Au moment où l’Europe et ses valeurs fondamentales sont attaquées par des populistes de tout acabit, au moment où l’un de nos plus grands États membres a pris la décision brutale de nous quitter, nous ne pouvons pas nous contenter de contempler nos succès passés ou de seulement défendre ce qu’on a déjà bâti. L’heure est venue d’être, de nouveau, audacieux. Pour continuer de construire une Europe à la fois plus efficace, plus équilibrée et plus solidaire. Dans ce but, je remercie les Instituts Delors, de Berlin et de Paris, ensemble avec la Hertie School et la Fondation Bertelsmann, d’avoir mis sur pied ensemble cette conférence et que les deux instituts s’engagent activement, avec leurs idées et propositions, dans le débat sur l’avenir de l’UEM, offrant leurs perspectives uniques de Paris et de Berlin.
Pour bien prendre toute la mesure de ce qui nous reste à accomplir, permettez-moi de resituer l’UEM dans le temps long. L’intégration monétaire n’a été ni un accident de l’Histoire, ni un projet purement politique, comme on le dit trop souvent. C’était d’abord la conséquence logique d’avoir bâti un marché unique avec les quatre inséparables libertés. C’était un complément indispensable. Une monnaie unique est un élément incontournable d’un marché unique – la cinquième liberté si vous voulez. En ce sens, l’euro est une assurance collective, et je suis convaincu qu’il nous a tous aidés, la France comme l’Allemagne et l’Espagne comme la Finlande, à gérer la crise bien mieux que chacun ne l’aurait fait, laissé à son propre destin.

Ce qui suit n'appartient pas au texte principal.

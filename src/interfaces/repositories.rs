pub mod education;
pub mod experience;
pub mod job_source;
pub mod person;
pub mod resume;
pub mod skill;
pub mod sqlx_repo;
pub mod token;
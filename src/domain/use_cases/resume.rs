use chrono::Utc;
use uuid::Uuid;
use validator::Validate;

use crate::{
    domain::{
        document::{build_document, DocumentSources, ResumeDocument},
        ordering::{OrderEntry, OrderedSection},
        relevance,
    },
    entities::{
        education::Education,
        experience::Experience,
        resume::{
            CopyResumeRequest, NewResumeRequest, Resume, ResumeListResponse, ResumeSearchQuery,
            SetPositionRequest, SetSkillsRequest, UpdateResumeRequest,
        },
        skill::Skill,
    },
    errors::AppError,
    repositories::{
        education::EducationRepository, experience::ExperienceRepository, person::PersonRepository,
        resume::ResumeRepository, skill::SkillRepository,
    },
    utils::valid_uuid::valid_uuid,
};

/// Résumé variants: CRUD, search, ordering of sections, skill selection,
/// copying and the rendered document.
pub struct ResumeHandler<R, P, X, E, S>
where
    R: ResumeRepository,
    P: PersonRepository,
    X: ExperienceRepository,
    E: EducationRepository,
    S: SkillRepository,
{
    pub resume_repo: R,
    pub person_repo: P,
    pub experience_repo: X,
    pub education_repo: E,
    pub skill_repo: S,
}

impl<R, P, X, E, S> ResumeHandler<R, P, X, E, S>
where
    R: ResumeRepository,
    P: PersonRepository,
    X: ExperienceRepository,
    E: EducationRepository,
    S: SkillRepository,
{
    pub fn new(resume_repo: R, person_repo: P, experience_repo: X, education_repo: E, skill_repo: S) -> Self {
        ResumeHandler {
            resume_repo,
            person_repo,
            experience_repo,
            education_repo,
            skill_repo,
        }
    }

    pub async fn create_resume(&self, request: NewResumeRequest) -> Result<Resume, AppError> {
        request.validate()?;

        let resume = self.resume_repo.create_resume(&request.prepare_for_insert()).await?;

        tracing::info!(resume_id = %resume.id, company = %resume.company_name, "Resume created");
        Ok(resume)
    }

    pub async fn get_resume(&self, id: &str) -> Result<Resume, AppError> {
        let valid_id = valid_uuid(id)?;
        self.resume_repo.get_resume_by_id(&valid_id).await
    }

    /// Lists résumés newest first with the filtered and overall counts
    pub async fn search_resumes(&self, query: ResumeSearchQuery) -> Result<ResumeListResponse, AppError> {
        query.validate()?;

        let filter = query.to_filter(Utc::now().date_naive());
        let resumes = self.resume_repo.search_resumes(&filter).await?;
        let all_count = self.resume_repo.count_resumes().await?;

        Ok(ResumeListResponse {
            total_count: resumes.len(),
            resumes,
            all_count,
        })
    }

    pub async fn update_resume(&self, id: &str, request: UpdateResumeRequest) -> Result<Resume, AppError> {
        request.validate()?;
        let valid_id = valid_uuid(id)?;

        let request = request.sanitized();
        let mut resume = self.resume_repo.get_resume_by_id(&valid_id).await?;
        request.apply(&mut resume);

        self.resume_repo.update_resume(&resume).await
    }

    pub async fn delete_resume(&self, id: &str) -> Result<(), AppError> {
        let valid_id = valid_uuid(id)?;
        self.resume_repo.delete_resume(&valid_id).await?;

        tracing::info!(resume_id = %valid_id, "Resume deleted");
        Ok(())
    }

    /// Clones a résumé for another company, including section order and skills
    pub async fn copy_resume(&self, id: &str, request: CopyResumeRequest) -> Result<Resume, AppError> {
        request.validate()?;
        let source_id = valid_uuid(id)?;

        let copy = self.resume_repo.copy_resume(&source_id, &request).await?;

        tracing::info!(source_id = %source_id, resume_id = %copy.id, "Resume copied");
        Ok(copy)
    }

    pub async fn set_position(
        &self,
        resume_id: &str,
        section: OrderedSection,
        entity_id: &str,
        request: SetPositionRequest,
    ) -> Result<OrderEntry, AppError> {
        request.validate()?;
        let resume_id = valid_uuid(resume_id)?;
        let entity_id = valid_uuid(entity_id)?;

        self.resume_repo
            .set_order(&resume_id, section, &entity_id, request.position)
            .await
    }

    pub async fn remove_from_order(&self, resume_id: &str, section: OrderedSection, entity_id: &str) -> Result<(), AppError> {
        let resume_id = valid_uuid(resume_id)?;
        let entity_id = valid_uuid(entity_id)?;
        self.resume_repo.remove_from_order(&resume_id, section, &entity_id).await
    }

    pub async fn ordered_experiences(&self, resume_id: &str) -> Result<Vec<Experience>, AppError> {
        let resume = self.get_resume(resume_id).await?;
        self.resume_repo.get_ordered_experiences(&resume.id).await
    }

    pub async fn ordered_educations(&self, resume_id: &str) -> Result<Vec<Education>, AppError> {
        let resume = self.get_resume(resume_id).await?;
        self.resume_repo.get_ordered_educations(&resume.id).await
    }

    pub async fn selected_skills(&self, resume_id: &str) -> Result<Vec<Skill>, AppError> {
        let resume = self.get_resume(resume_id).await?;
        self.resume_repo.get_selected_skills(&resume.id).await
    }

    /// Replaces the skill selection and returns it
    pub async fn set_skills(&self, resume_id: &str, request: SetSkillsRequest) -> Result<Vec<Skill>, AppError> {
        let resume_id = valid_uuid(resume_id)?;

        self.resume_repo.set_selected_skills(&resume_id, &request.skill_ids).await?;
        self.resume_repo.get_selected_skills(&resume_id).await
    }

    /// The person's active skills that matter for the résumé's job category
    pub async fn relevant_skills(&self, resume_id: &str) -> Result<Vec<Skill>, AppError> {
        let resume = self.get_resume(resume_id).await?;
        let skills = self.skill_repo.list_skills(&resume.person_id, true).await?;

        Ok(relevance::relevant_skills(&skills, resume.job_category)
            .into_iter()
            .cloned()
            .collect())
    }

    pub async fn document(&self, resume_id: &str) -> Result<ResumeDocument, AppError> {
        let resume = self.get_resume(resume_id).await?;
        let person = self.person_repo.get_person_by_id(&resume.person_id).await?;
        let language = resume.language;

        let experiences = self.resume_repo.get_ordered_experiences(&resume.id).await?;
        let educations = self.resume_repo.get_ordered_educations(&resume.id).await?;
        let selected_skills = self.resume_repo.get_selected_skills(&resume.id).await?;
        let person_skills = self.skill_repo.list_skills(&resume.person_id, true).await?;

        let skill_ids: Vec<Uuid> = selected_skills
            .iter()
            .chain(person_skills.iter())
            .map(|s| s.id)
            .collect();

        let experience_translations = self
            .experience_repo
            .get_translations(&ids_of(&experiences, |e| e.id), language)
            .await?;
        let education_translations = self
            .education_repo
            .get_translations(&ids_of(&educations, |e| e.id), language)
            .await?;
        let skill_translations = self.skill_repo.get_translations(&skill_ids, language).await?;

        let sources = DocumentSources {
            experiences,
            educations,
            selected_skills,
            person_skills,
            experience_translations,
            education_translations,
            skill_translations,
        };

        Ok(build_document(resume, person, &sources, Utc::now().date_naive()))
    }
}

fn ids_of<T>(items: &[T], id_of: impl Fn(&T) -> Uuid) -> Vec<Uuid> {
    items.iter().map(id_of).collect()
}
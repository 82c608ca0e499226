//! Read model of a résumé ready for rendering: localized to the résumé language,
//! ordered, with rich text turned into sanitized HTML.

use chrono::{DateTime, NaiveDate, Utc};
use serde::Serialize;
use uuid::Uuid;

use crate::{
    domain::{
        localization::resolve_field,
        relevance::relevant_skills,
    },
    entities::{
        choices::{ContractType, JobCategory, Language, MaritalStatus, MilitaryStatus, SkillCategory},
        education::{Education, EducationField},
        experience::{Experience, ExperienceField},
        person::Person,
        resume::Resume,
        skill::{Skill, SkillField},
        translation::{EducationTranslation, ExperienceTranslation, SkillTranslation},
    },
    utils::{
        markdown::safe_markdown_to_html,
        persian::{days_ago, format_salary, persian_date, DEFAULT_DATE_FORMAT},
    },
};

#[derive(Debug, Serialize)]
pub struct ResumeDocument {
    pub id: Uuid,
    pub title: String,
    pub company_name: String,
    pub job_title: String,
    pub job_category: JobCategory,
    pub job_category_label: &'static str,
    pub contract_type: ContractType,
    pub contract_type_label: &'static str,
    pub language: Language,
    pub is_rtl: bool,
    pub person: DocumentPerson,
    pub summary_html: String,
    pub target_salary: Option<i64>,
    pub formatted_salary: Option<String>,
    pub created_at: DateTime<Utc>,
    pub created_jalali: Option<String>,
    pub created_ago: Option<String>,
    pub experiences: Vec<DocumentExperience>,
    pub educations: Vec<DocumentEducation>,
    pub skills: Vec<DocumentSkill>,
    pub relevant_skills: Vec<DocumentSkill>,
}

#[derive(Debug, Serialize)]
pub struct DocumentPerson {
    pub name: String,
    pub email: String,
    pub phone: String,
    pub address: Option<String>,
    pub linkedin: Option<String>,
    pub github: Option<String>,
    pub website: Option<String>,
    pub marital_status: Option<MaritalStatus>,
    pub military_status: Option<MilitaryStatus>,
}

#[derive(Debug, Serialize)]
pub struct DocumentExperience {
    pub id: Uuid,
    pub position: String,
    pub company: String,
    pub description_html: String,
    pub start_date: NaiveDate,
    pub end_date: Option<NaiveDate>,
    pub is_current: bool,
    pub period: Option<String>,
}

#[derive(Debug, Serialize)]
pub struct DocumentEducation {
    pub id: Uuid,
    pub degree: String,
    pub field: String,
    pub university: String,
    pub start_date: NaiveDate,
    pub end_date: Option<NaiveDate>,
    pub is_current: bool,
    pub gpa: Option<f64>,
    pub period: Option<String>,
}

#[derive(Debug, Serialize)]
pub struct DocumentSkill {
    pub id: Uuid,
    pub name: String,
    pub category: SkillCategory,
    pub category_label: &'static str,
}

/// Everything loaded from the store for one document.
#[derive(Debug, Default)]
pub struct DocumentSources {
    pub experiences: Vec<Experience>,
    pub educations: Vec<Education>,
    pub selected_skills: Vec<Skill>,
    pub person_skills: Vec<Skill>,
    pub experience_translations: Vec<ExperienceTranslation>,
    pub education_translations: Vec<EducationTranslation>,
    pub skill_translations: Vec<SkillTranslation>,
}

pub fn build_document(resume: Resume, person: Person, sources: &DocumentSources, today: NaiveDate) -> ResumeDocument {
    let language = resume.language;
    let persian = language == Language::Fa;

    let summary = if resume.custom_summary.trim().is_empty() {
        &person.summary
    } else {
        &resume.custom_summary
    };

    let experiences = sources
        .experiences
        .iter()
        .map(|e| {
            let translations = sources.experience_translations.as_slice();
            DocumentExperience {
                id: e.id,
                position: resolve_field(e, translations, ExperienceField::Position, language).to_string(),
                company: resolve_field(e, translations, ExperienceField::Company, language).to_string(),
                description_html: safe_markdown_to_html(resolve_field(
                    e,
                    translations,
                    ExperienceField::Description,
                    language,
                )),
                start_date: e.start_date,
                end_date: e.end_date,
                is_current: e.is_current,
                period: persian.then(|| jalali_period(e.start_date, e.end_date, e.is_current)),
            }
        })
        .collect();

    let educations = sources
        .educations
        .iter()
        .map(|e| {
            let translations = sources.education_translations.as_slice();
            DocumentEducation {
                id: e.id,
                degree: resolve_field(e, translations, EducationField::Degree, language).to_string(),
                field: resolve_field(e, translations, EducationField::Field, language).to_string(),
                university: resolve_field(e, translations, EducationField::University, language).to_string(),
                start_date: e.start_date,
                end_date: e.end_date,
                is_current: e.is_current,
                gpa: e.gpa,
                period: persian.then(|| jalali_period(e.start_date, e.end_date, e.is_current)),
            }
        })
        .collect();

    let skill_view = |skill: &Skill| DocumentSkill {
        id: skill.id,
        name: resolve_field(skill, &sources.skill_translations, SkillField::Name, language).to_string(),
        category: skill.category,
        category_label: skill.category.label(),
    };

    let skills = sources.selected_skills.iter().map(skill_view).collect();
    let relevant = relevant_skills(&sources.person_skills, resume.job_category)
        .into_iter()
        .map(skill_view)
        .collect();

    let created = resume.created_at.date_naive();

    ResumeDocument {
        id: resume.id,
        job_category_label: resume.job_category.label(),
        contract_type_label: resume.contract_type.label(),
        is_rtl: language.is_rtl(),
        summary_html: safe_markdown_to_html(summary),
        formatted_salary: resume
            .target_salary
            .filter(|_| persian)
            .map(format_salary)
            .filter(|s| !s.is_empty()),
        created_jalali: persian.then(|| persian_date(created, DEFAULT_DATE_FORMAT)),
        created_ago: persian.then(|| days_ago(created, today)),
        person: DocumentPerson {
            name: person.name,
            email: person.email,
            phone: person.phone,
            address: person.address,
            linkedin: person.linkedin,
            github: person.github,
            website: person.website,
            marital_status: person.marital_status,
            military_status: person.military_status,
        },
        title: resume.title,
        company_name: resume.company_name,
        job_title: resume.job_title,
        job_category: resume.job_category,
        contract_type: resume.contract_type,
        language,
        target_salary: resume.target_salary,
        created_at: resume.created_at,
        experiences,
        educations,
        skills,
        relevant_skills: relevant,
    }
}

fn jalali_period(start: NaiveDate, end: Option<NaiveDate>, is_current: bool) -> String {
    let from = persian_date(start, "Y/m");
    match end {
        _ if is_current => format!("{from} - تاکنون"),
        Some(end) => format!("{from} - {}", persian_date(end, "Y/m")),
        None => from,
    }
}
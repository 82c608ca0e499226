use actix_web::{get, HttpResponse, Responder};

#[get("/")]
pub async fn home() -> impl Responder {
    HttpResponse::Ok().json(serde_json::json!({
        "message": "Resume Manager API",
        "status": "Ok",
        "version": env!("CARGO_PKG_VERSION"),
        "api": "/api/v1",
        "health": "/health"
    }))
}
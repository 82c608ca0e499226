use serde::{Deserialize, Serialize};
use uuid::Uuid;
use validator::Validate;

use crate::{
    domain::localization::Translatable,
    entities::{
        choices::SkillCategory,
        option_fields::{OptionField, PatchString},
        person::{validate_not_blank, validate_not_null, validate_required_text},
        translation::SkillTranslation,
    },
};

#[derive(Debug, Clone, PartialEq, Serialize, Deserialize, sqlx::FromRow)]
pub struct Skill {
    pub id: Uuid,
    pub person_id: Uuid,
    pub name: String,
    pub category: SkillCategory,
    pub is_active: bool,
}

#[derive(Debug, Clone, Copy, PartialEq, Eq)]
pub enum SkillField {
    Name,
}

impl Translatable for Skill {
    type Field = SkillField;
    type Translation = SkillTranslation;

    fn id(&self) -> Uuid {
        self.id
    }

    fn source_value(&self, field: SkillField) -> &str {
        match field {
            SkillField::Name => &self.name,
        }
    }
}

#[derive(Debug, Clone)]
pub struct SkillInsert {
    pub person_id: Uuid,
    pub name: String,
    pub category: SkillCategory,
    pub is_active: bool,
}

#[derive(Debug, Clone, Serialize, Deserialize, Validate)]
pub struct NewSkillRequest {
    #[validate(
        length(min = 1, max = 100, message = "Skill name is required"),
        custom(function = "validate_not_blank")
    )]
    pub name: String,

    #[serde(default)]
    pub category: SkillCategory,

    #[serde(default = "default_active")]
    pub is_active: bool,
}

fn default_active() -> bool {
    true
}

impl NewSkillRequest {
    pub fn prepare_for_insert(self, person_id: Uuid) -> SkillInsert {
        SkillInsert {
            person_id,
            name: self.name.trim().to_string(),
            category: self.category,
            is_active: self.is_active,
        }
    }
}

#[derive(Debug, Clone, Default, Deserialize, Validate)]
#[serde(default)]
pub struct UpdateSkillRequest {
    #[validate(length(min = 1, max = 100), custom(function = "validate_required_text"))]
    pub name: PatchString,

    #[validate(custom(function = "validate_not_null"))]
    pub category: OptionField<SkillCategory>,

    #[validate(custom(function = "validate_not_null"))]
    pub is_active: OptionField<bool>,
}

impl UpdateSkillRequest {
    pub fn apply(&self, skill: &mut Skill) {
        self.name.apply_required(&mut skill.name);
        self.category.apply_required(&mut skill.category);
        self.is_active.apply_required(&mut skill.is_active);
    }
}
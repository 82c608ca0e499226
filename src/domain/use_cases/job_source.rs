use validator::Validate;

use crate::{
    entities::job_source::{JobSource, NewJobSourceRequest, UpdateJobSourceRequest},
    errors::AppError,
    repositories::job_source::JobSourceRepository,
    utils::valid_uuid::valid_uuid,
};

pub struct JobSourceHandler<R>
where
    R: JobSourceRepository,
{
    pub job_source_repo: R,
}

impl<R> JobSourceHandler<R>
where
    R: JobSourceRepository,
{
    pub fn new(job_source_repo: R) -> Self {
        JobSourceHandler { job_source_repo }
    }

    /// Creates a job source, deriving the slug from the name when none is given
    pub async fn create_job_source(&self, request: NewJobSourceRequest) -> Result<JobSource, AppError> {
        request.validate()?;

        let source = self
            .job_source_repo
            .create_job_source(&request.prepare_for_insert())
            .await?;

        tracing::info!(slug = %source.slug, "Job source created");
        Ok(source)
    }

    pub async fn get_job_source(&self, id: &str) -> Result<JobSource, AppError> {
        let valid_id = valid_uuid(id)?;
        self.job_source_repo.get_job_source_by_id(&valid_id).await
    }

    pub async fn list_job_sources(&self, active_only: bool) -> Result<Vec<JobSource>, AppError> {
        self.job_source_repo.list_job_sources(active_only).await
    }

    pub async fn update_job_source(&self, id: &str, request: UpdateJobSourceRequest) -> Result<JobSource, AppError> {
        request.validate()?;
        let valid_id = valid_uuid(id)?;

        let request = request.normalized();
        if request.slug.value_ref().is_some_and(|s| s.is_empty()) {
            return Err(AppError::InvalidInput("Slug must contain letters or digits".into()));
        }

        let mut source = self.job_source_repo.get_job_source_by_id(&valid_id).await?;
        request.apply(&mut source);

        self.job_source_repo.update_job_source(&source).await
    }

    pub async fn delete_job_source(&self, id: &str) -> Result<(), AppError> {
        let valid_id = valid_uuid(id)?;
        self.job_source_repo.delete_job_source(&valid_id).await
    }
}
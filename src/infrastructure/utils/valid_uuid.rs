use uuid::Uuid;

use crate::errors::AppError;

/// Parses a path segment as a UUID, rejecting malformed ids with a 400.
pub fn valid_uuid(id: &str) -> Result<Uuid, AppError> {
    Uuid::parse_str(id.trim()).map_err(|_| AppError::InvalidInput(format!("Invalid UUID format: {id}")))
}

#[cfg(test)]
mod tests {
    use super::*;

    #[test]
    fn parses_well_formed_ids() {
        let id = Uuid::new_v4();
        assert_eq!(valid_uuid(&id.to_string()).unwrap(), id);
    }

    #[test]
    fn rejects_garbage() {
        assert!(matches!(valid_uuid("not-a-uuid"), Err(AppError::InvalidInput(_))));
    }
}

Mais il est aussi vrai que, pour de bonnes ou de mauvaises raisons, l’UEM a été créée en mettant beaucoup de poids sur le « M » – l’intégration monétaire – et pas assez sur le « E » – la convergence et l’intégration économiques. Et dès que nous parlons de l’économique, nous ne pouvons pas la séparer du social. Lorsqu’on a créé le marché unique, on a établi les fonds structurels afin d’accompagner les atouts de l’intégration de nos marchés avec des instruments capables de faire du nouveau marché unique une promesse de prospérité pour tous. Mais lorsqu’on a créé la monnaie unique, on n’a pas développé suffisamment les outils assurant que l’atout d’intégrer nos monnaies mène à une Europe qui converge, à une Europe socialement équilibrée pour tous. Ce sont ces deux piliers de l’UEM, l’économique et le social, que l’on doit bâtir dans les années à venir. Je l’ai toujours dit et je le répète aujourd’hui à Berlin : l’euro a besoin de ses deux jambes pour marcher, la seule jambe monétaire ne suffit pas et ne suffira jamais.
L’avenir de l’UEM
Je nourris l’espoir que l’Europe aujourd’hui l’a compris. Après le vote historique de sortie du Royaume-Uni, l’Union se montre plus unie, plus forte, plus déterminée dans un contexte mondial que d’aucuns veulent bouleverser. Les Vingt-Sept font montre, depuis le début des négociations avec Londres, d’une cohésion tenace. Devant cette cohésion, le Brexit, que je déplore pour l’Europe comme pour nos amis britanniques, apporte la claire démonstration qu’appartenir à l’Union européenne donne un atout pour tous. Et la quitter représente une erreur, maintenant et pour l’avenir. D’ailleurs aucun dirigeant continental n’envisage sérieusement aujourd’hui de sortir de l’Union européenne.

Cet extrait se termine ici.